Y, sin embargo, estaba equivocada.
Lo crean o no, estaba equivocada.
Porque el significado de esa palabra – lujuria – lo conocí recién pocos días atrás, cuando el degenerado de Alberto me hizo lo que me hizo. Imagínense: fueron mil y un orgasmos que le tuve que entregar vencida por el poder de un falo interminable que entró y salió de mi raja a su gusto y disposición, con su ritmo inefable a veces violento a veces lento en extremo, a veces rozando un lado, a veces el otro, a veces justo en el centro, a veces quedándose en la entrada, a veces llegando hasta lo más profundo, una y otra vez, sin descanso pero con egoísmo, sin darme lo que yo necesitaba: su descarga.
Hora y media estuvo en mí, martilleando; y en mi desesperación por tener en mí lo que aún no me había dado, me dejé dar vuelta. Imagínense nuevamente, yo, boca abajo en mi propia cama matrimonial, un almohadón bajo el vientre, mis lunas en su mejor visión. Abrió mis lunas con tierna firmeza, me aceitó y lo recibí, ávida, en mi interior. Ahora o nunca, pensé para mí, y a su ritmo, cerraba mi esfínter con todas mis fuerzas cada vez que él desandaba el camino y lo habría íntegro levantando mi grupa cada vez que él volvía a ingresar. Una y otra vez, bufando ambos, sus brazos abrazándome los pechos, su aliento en mi nuca. Pequeñas frases – como latigazos -cruzaron el aire. Dame. Qué querés ? Tu leche, cerdo. Estás segura ? Sí, dame, dámela. Estás muy segura? Sí, dame. A cualquier precio? Sí. Decilo. Llenáme, llenáme de una vez. Estás dispuesta a pagar? Sí, sí, cuánto querés? Tu madre. Queeeé? Quiero A Tu Madre!! No, desgraciado, no! Promételo, promételo ahora! No, si, sii, te lo prometo. Segura? Sí, dame, cerdo, damee!!

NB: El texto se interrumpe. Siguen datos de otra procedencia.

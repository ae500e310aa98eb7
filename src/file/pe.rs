//! PE/COFF header decoders.
//!
//! Fixed-layout decoders for the handful of container structures that stand
//! between the start of an executable image and its managed metadata: the MS-DOS
//! stub, the COFF file header, the optional PE header (PE32 and PE32+), the
//! section table and the CLI/COR header. Each decoder is a pure function from a
//! [`crate::file::Parser`] position to a record; orchestration lives in
//! [`crate::file::locator`].
//!
//! Only the fields needed for metadata location are materialized. Everything
//! else (timestamps, symbol pointers, linker versions, the non-CLI data
//! directories) is skipped by width.
//!
//! # Reference
//! - [PE Format](https://learn.microsoft.com/windows/win32/debug/pe-format)
//! - [ECMA-335 II.25](https://ecma-international.org/wp-content/uploads/ECMA-335_6th_edition_june_2012.pdf)

use crate::{file::parser::Parser, Result};

/// The 2-byte MS-DOS signature, "MZ".
pub const DOS_SIGNATURE: u16 = 0x5A4D;
/// File offset of the 4-byte field holding the NT header offset.
pub const PE_SIGNATURE_OFFSET_LOCATION: usize = 0x3C;
/// The 4-byte NT signature, "PE\0\0".
pub const PE_SIGNATURE: u32 = 0x0000_4550;

/// Optional header magic for PE32 images.
pub const PE32_MAGIC: u16 = 0x010B;
/// Optional header magic for PE32+ images.
pub const PE32_PLUS_MAGIC: u16 = 0x020B;

/// Index of the CLI/COR entry within the 16 standard data directories.
const COR_DIRECTORY_INDEX: usize = 14;
/// Size in bytes of one data directory entry.
const DIRECTORY_ENTRY_SIZE: usize = 8;
/// Minimum size of a valid CLI/COR header.
pub const SIZE_OF_COR_HEADER: u32 = 72;

/// A PE data directory entry: a region described by RVA and size.
///
/// A zero size means the directory is absent.
#[derive(Debug, Clone, Copy, PartialEq, Eq)]
pub struct DirectoryEntry {
    /// Relative virtual address of the region
    pub relative_virtual_address: u32,
    /// Size of the region in bytes
    pub size: u32,
}

impl DirectoryEntry {
    /// Read a directory entry at the current cursor position.
    ///
    /// # Errors
    /// Returns [`crate::Error::OutOfBounds`] if fewer than 8 bytes remain.
    pub fn read(parser: &mut Parser) -> Result<DirectoryEntry> {
        let relative_virtual_address = parser.read_le::<u32>()?;
        let size = parser.read_le::<u32>()?;

        Ok(DirectoryEntry {
            relative_virtual_address,
            size,
        })
    }

    /// Returns `true` if this directory does not describe any region.
    #[must_use]
    pub fn is_absent(&self) -> bool {
        self.size == 0
    }
}

/// Outcome of skipping the MS-DOS stub at the start of an image.
#[derive(Debug, Clone, Copy, PartialEq, Eq)]
pub enum DosStub {
    /// The image carries an MS-DOS stub and a verified `PE\0\0` signature;
    /// the cursor sits right after the signature.
    PeImage,
    /// No MS-DOS signature was found; the image is treated as a plain COFF
    /// object file and the cursor was rewound to offset 0.
    CoffOnly,
}

impl DosStub {
    /// Skip the MS-DOS stub, classifying the image as PE or plain COFF.
    ///
    /// If the first two bytes are not `MZ`, the image is assumed to be a COFF
    /// object file and the cursor rewinds to the start - unless those bytes are
    /// zero and the following two bytes are `0xFFFF`, which marks a legacy
    /// anonymous-object format this crate does not read. For `MZ` images, the
    /// NT header offset at [`PE_SIGNATURE_OFFSET_LOCATION`] is followed and the
    /// `PE\0\0` signature verified.
    ///
    /// # Errors
    /// Returns [`crate::Error::UnknownFileFormat`] for the legacy sentinel or a
    /// bad NT signature, [`crate::Error::OutOfBounds`] on truncation.
    pub fn skip(parser: &mut Parser) -> Result<DosStub> {
        let dos_signature = parser.read_le::<u16>()?;
        if dos_signature != DOS_SIGNATURE {
            if dos_signature == 0 && parser.read_le::<u16>()? == 0xFFFF {
                return Err(crate::Error::UnknownFileFormat);
            }

            parser.seek(0)?;
            return Ok(DosStub::CoffOnly);
        }

        parser.seek(PE_SIGNATURE_OFFSET_LOCATION)?;
        let nt_header_offset = parser.read_le::<u32>()?;
        parser.seek(nt_header_offset as usize)?;

        if parser.read_le::<u32>()? != PE_SIGNATURE {
            return Err(crate::Error::UnknownFileFormat);
        }

        Ok(DosStub::PeImage)
    }
}

/// The COFF file header.
///
/// Of the 20 bytes only the section count matters for metadata location; the
/// machine type, timestamp, symbol table pointer and characteristics are skipped.
#[derive(Debug, Clone, Copy)]
pub struct CoffHeader {
    /// Number of entries in the section table. Negative values are rejected
    /// by the locator with [`crate::Error::InvalidSectionCount`].
    pub number_of_sections: i16,
}

impl CoffHeader {
    /// Read the COFF header at the current cursor position.
    ///
    /// # Errors
    /// Returns [`crate::Error::OutOfBounds`] if fewer than 20 bytes remain.
    pub fn read(parser: &mut Parser) -> Result<CoffHeader> {
        parser.skip::<u16>()?; // machine
        let number_of_sections = parser.read_le::<i16>()?;
        parser.advance_by(16)?; // timestamp, symbol table, characteristics

        Ok(CoffHeader { number_of_sections })
    }
}

/// The optional PE header, reduced to what metadata location needs.
///
/// The magic selects field widths further down the header (the stack and heap
/// reserve/commit fields are 4 bytes in PE32 and 8 in PE32+), which shifts the
/// offset of the data directories; everything between the magic and the CLI
/// directory entry is skipped by computed width.
#[derive(Debug, Clone, Copy)]
pub struct PeHeader {
    /// `true` for PE32, `false` for PE32+
    pub is_pe32: bool,
    /// The CLI/COR data directory (15th of the 16 standard directories)
    pub cor_header_table_directory: DirectoryEntry,
}

impl PeHeader {
    /// Total optional header size for the given format: 224 for PE32, 240 for PE32+.
    #[must_use]
    fn size(is_pe32: bool) -> usize {
        let reserve_field_width = if is_pe32 { 4 } else { 8 };
        64 + 4 + 2 + 2 + 4 * reserve_field_width + 4 + 4 + 16 * DIRECTORY_ENTRY_SIZE
    }

    /// Read the optional header at the current cursor position.
    ///
    /// # Errors
    /// Returns [`crate::Error::UnsupportedPeMagic`] for a magic other than
    /// PE32/PE32+, or [`crate::Error::OutOfBounds`] on truncation.
    pub fn read(parser: &mut Parser) -> Result<PeHeader> {
        let magic = parser.read_le::<u16>()?;
        let is_pe32 = match magic {
            PE32_MAGIC => true,
            PE32_PLUS_MAGIC => false,
            _ => return Err(crate::Error::UnsupportedPeMagic(magic)),
        };

        // Skip straight to the 15th data directory entry, leaving the 16th
        // (reserved) entry to consume afterwards so the cursor ends exactly
        // past the optional header.
        let skip = Self::size(is_pe32) - 2 - 2 * DIRECTORY_ENTRY_SIZE;
        parser.advance_by(skip)?;

        let cor_header_table_directory = DirectoryEntry::read(parser)?;
        parser.advance_by(DIRECTORY_ENTRY_SIZE)?;

        Ok(PeHeader {
            is_pe32,
            cor_header_table_directory,
        })
    }
}

/// One 40-byte record of the section table.
#[derive(Debug, Clone)]
pub struct SectionHeader<'a> {
    /// Section name, a fixed 8-byte NUL-padded UTF-8 field
    pub name: &'a str,
    /// Size of the section once loaded into memory
    pub virtual_size: u32,
    /// RVA of the section once loaded into memory
    pub virtual_address: u32,
    /// Size of the section's initialized data on disk
    pub size_of_raw_data: u32,
    /// File offset of the section's data
    pub pointer_to_raw_data: u32,
}

impl<'a> SectionHeader<'a> {
    /// Read one section header at the current cursor position.
    ///
    /// # Errors
    /// Returns [`crate::Error::OutOfBounds`] if fewer than 40 bytes remain, or
    /// [`crate::Error::Malformed`] if the name field is not valid UTF-8.
    pub fn read(parser: &mut Parser<'a>) -> Result<SectionHeader<'a>> {
        let name = parser.read_null_padded_utf8(8)?;
        let virtual_size = parser.read_le::<u32>()?;
        let virtual_address = parser.read_le::<u32>()?;
        let size_of_raw_data = parser.read_le::<u32>()?;
        let pointer_to_raw_data = parser.read_le::<u32>()?;
        parser.advance_by(16)?; // relocations, line numbers, characteristics

        Ok(SectionHeader {
            name,
            virtual_size,
            virtual_address,
            size_of_raw_data,
            pointer_to_raw_data,
        })
    }

    /// Returns `true` if `rva` falls within this section's virtual range.
    #[must_use]
    pub fn contains_rva(&self, rva: u32) -> bool {
        let va = u64::from(self.virtual_address);
        let rva = u64::from(rva);
        va <= rva && rva < va + u64::from(self.virtual_size)
    }
}

/// The CLI/COR header, reduced to the metadata directory.
///
/// The remaining directory entries (resources, strong name signature, vtable
/// fixups and the reserved tail) do not participate in metadata location and
/// are skipped as one block.
#[derive(Debug, Clone, Copy)]
pub struct CorHeader {
    /// The directory describing the embedded metadata blob
    pub metadata_directory: DirectoryEntry,
}

impl CorHeader {
    /// Read the COR header at the current cursor position.
    ///
    /// The caller has already validated that the CLI directory declares at
    /// least [`SIZE_OF_COR_HEADER`] bytes.
    ///
    /// # Errors
    /// Returns [`crate::Error::OutOfBounds`] if fewer than 72 bytes remain.
    pub fn read(parser: &mut Parser) -> Result<CorHeader> {
        parser.advance_by(8)?; // cb, runtime versions
        let metadata_directory = DirectoryEntry::read(parser)?;
        parser.advance_by(56)?; // flags, entry point, remaining directories

        Ok(CorHeader { metadata_directory })
    }
}

#[cfg(test)]
mod tests {
    use super::*;

    #[test]
    fn dos_stub_pe_image() {
        let mut image = vec![0u8; 0x48];
        image[0] = 0x4D; // 'M'
        image[1] = 0x5A; // 'Z'
        image[0x3C] = 0x40; // NT headers at 0x40
        image[0x40..0x44].copy_from_slice(&PE_SIGNATURE.to_le_bytes());

        let mut parser = Parser::new(&image);
        assert_eq!(DosStub::skip(&mut parser).unwrap(), DosStub::PeImage);
        assert_eq!(parser.pos(), 0x44);
    }

    #[test]
    fn dos_stub_coff_only_rewinds() {
        let image = [0x64, 0x86, 0x01, 0x00, 0x00, 0x00];
        let mut parser = Parser::new(&image);
        assert_eq!(DosStub::skip(&mut parser).unwrap(), DosStub::CoffOnly);
        assert_eq!(parser.pos(), 0);
    }

    #[test]
    fn dos_stub_anonymous_object_rejected() {
        let image = [0x00, 0x00, 0xFF, 0xFF, 0x00, 0x00];
        let mut parser = Parser::new(&image);
        assert!(matches!(
            DosStub::skip(&mut parser),
            Err(crate::Error::UnknownFileFormat)
        ));
    }

    #[test]
    fn dos_stub_bad_nt_signature() {
        let mut image = vec![0u8; 0x48];
        image[0] = 0x4D;
        image[1] = 0x5A;
        image[0x3C] = 0x40;
        image[0x40..0x44].copy_from_slice(&0xDEAD_BEEFu32.to_le_bytes());

        let mut parser = Parser::new(&image);
        assert!(matches!(
            DosStub::skip(&mut parser),
            Err(crate::Error::UnknownFileFormat)
        ));
    }

    #[test]
    fn coff_header_crafted() {
        #[rustfmt::skip]
        let data = [
            0x64, 0x86,             // machine (skipped)
            0x03, 0x00,             // number_of_sections = 3
            0x00, 0x00, 0x00, 0x00, // timestamp
            0x00, 0x00, 0x00, 0x00, // symbol table pointer
            0x00, 0x00, 0x00, 0x00, // symbol count
            0x00, 0x00,             // optional header size
            0x00, 0x00,             // characteristics
        ];

        let mut parser = Parser::new(&data);
        let header = CoffHeader::read(&mut parser).unwrap();
        assert_eq!(header.number_of_sections, 3);
        assert_eq!(parser.pos(), 20);
    }

    #[test]
    fn pe_header_sizes() {
        assert_eq!(PeHeader::size(true), 224);
        assert_eq!(PeHeader::size(false), 240);
    }

    #[test]
    fn pe_header_crafted_pe32() {
        let mut data = vec![0u8; 224];
        data[0..2].copy_from_slice(&PE32_MAGIC.to_le_bytes());
        // 15th directory entry starts at 224 - 16
        data[208..212].copy_from_slice(&0x2000u32.to_le_bytes());
        data[212..216].copy_from_slice(&72u32.to_le_bytes());

        let mut parser = Parser::new(&data);
        let header = PeHeader::read(&mut parser).unwrap();
        assert!(header.is_pe32);
        assert_eq!(header.cor_header_table_directory.relative_virtual_address, 0x2000);
        assert_eq!(header.cor_header_table_directory.size, 72);
        assert_eq!(parser.pos(), 224);
    }

    #[test]
    fn pe_header_bad_magic() {
        let data = [0x0C, 0x01, 0x00, 0x00];
        let mut parser = Parser::new(&data);
        assert!(matches!(
            PeHeader::read(&mut parser),
            Err(crate::Error::UnsupportedPeMagic(0x010C))
        ));
    }

    #[test]
    fn section_header_crafted() {
        #[rustfmt::skip]
        let data = [
            b'.', b't', b'e', b'x', b't', 0x00, 0x00, 0x00, // name
            0x00, 0x10, 0x00, 0x00, // virtual_size = 0x1000
            0x00, 0x20, 0x00, 0x00, // virtual_address = 0x2000
            0x00, 0x04, 0x00, 0x00, // size_of_raw_data = 0x400
            0x00, 0x02, 0x00, 0x00, // pointer_to_raw_data = 0x200
            0x00, 0x00, 0x00, 0x00, // pointer_to_relocations
            0x00, 0x00, 0x00, 0x00, // pointer_to_line_numbers
            0x00, 0x00, 0x00, 0x00, // counts + characteristics (first half)
            0x00, 0x00, 0x00, 0x00, // characteristics (rest)
        ];

        let mut parser = Parser::new(&data);
        let section = SectionHeader::read(&mut parser).unwrap();
        assert_eq!(section.name, ".text");
        assert_eq!(section.virtual_size, 0x1000);
        assert_eq!(section.virtual_address, 0x2000);
        assert_eq!(section.size_of_raw_data, 0x400);
        assert_eq!(section.pointer_to_raw_data, 0x200);
        assert_eq!(parser.pos(), 40);

        assert!(section.contains_rva(0x2000));
        assert!(section.contains_rva(0x2FFF));
        assert!(!section.contains_rva(0x3000));
        assert!(!section.contains_rva(0x1FFF));
    }

    #[test]
    fn cor_header_crafted() {
        let mut data = vec![0u8; 72];
        data[0..4].copy_from_slice(&72u32.to_le_bytes()); // cb
        data[8..12].copy_from_slice(&0x2050u32.to_le_bytes()); // metadata rva
        data[12..16].copy_from_slice(&0x100u32.to_le_bytes()); // metadata size

        let mut parser = Parser::new(&data);
        let header = CorHeader::read(&mut parser).unwrap();
        assert_eq!(header.metadata_directory.relative_virtual_address, 0x2050);
        assert_eq!(header.metadata_directory.size, 0x100);
        assert_eq!(parser.pos(), 72);
    }
}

El cerdo me arrancó el orgasmo mil dos. Que empezó en ese momento y no sé cuándo terminó. Yo estaba absolutamente segura y convencida que el control de la sodomía, a pesar de la posición, la tenía yo; y no fue así. El orgasmo me vino por esa imagen que se dibujó instantáneamente en mi mente. Mi madre, mi propia madre, rendida y entregada por mí, boca abajo, en mi misma cama, y Alberto tras ella, entrando, saliendo, sodomizándola.
Qué palabra tan extraña ¿no?; creo que ahora sí sé su significado. Por lo menos para mí.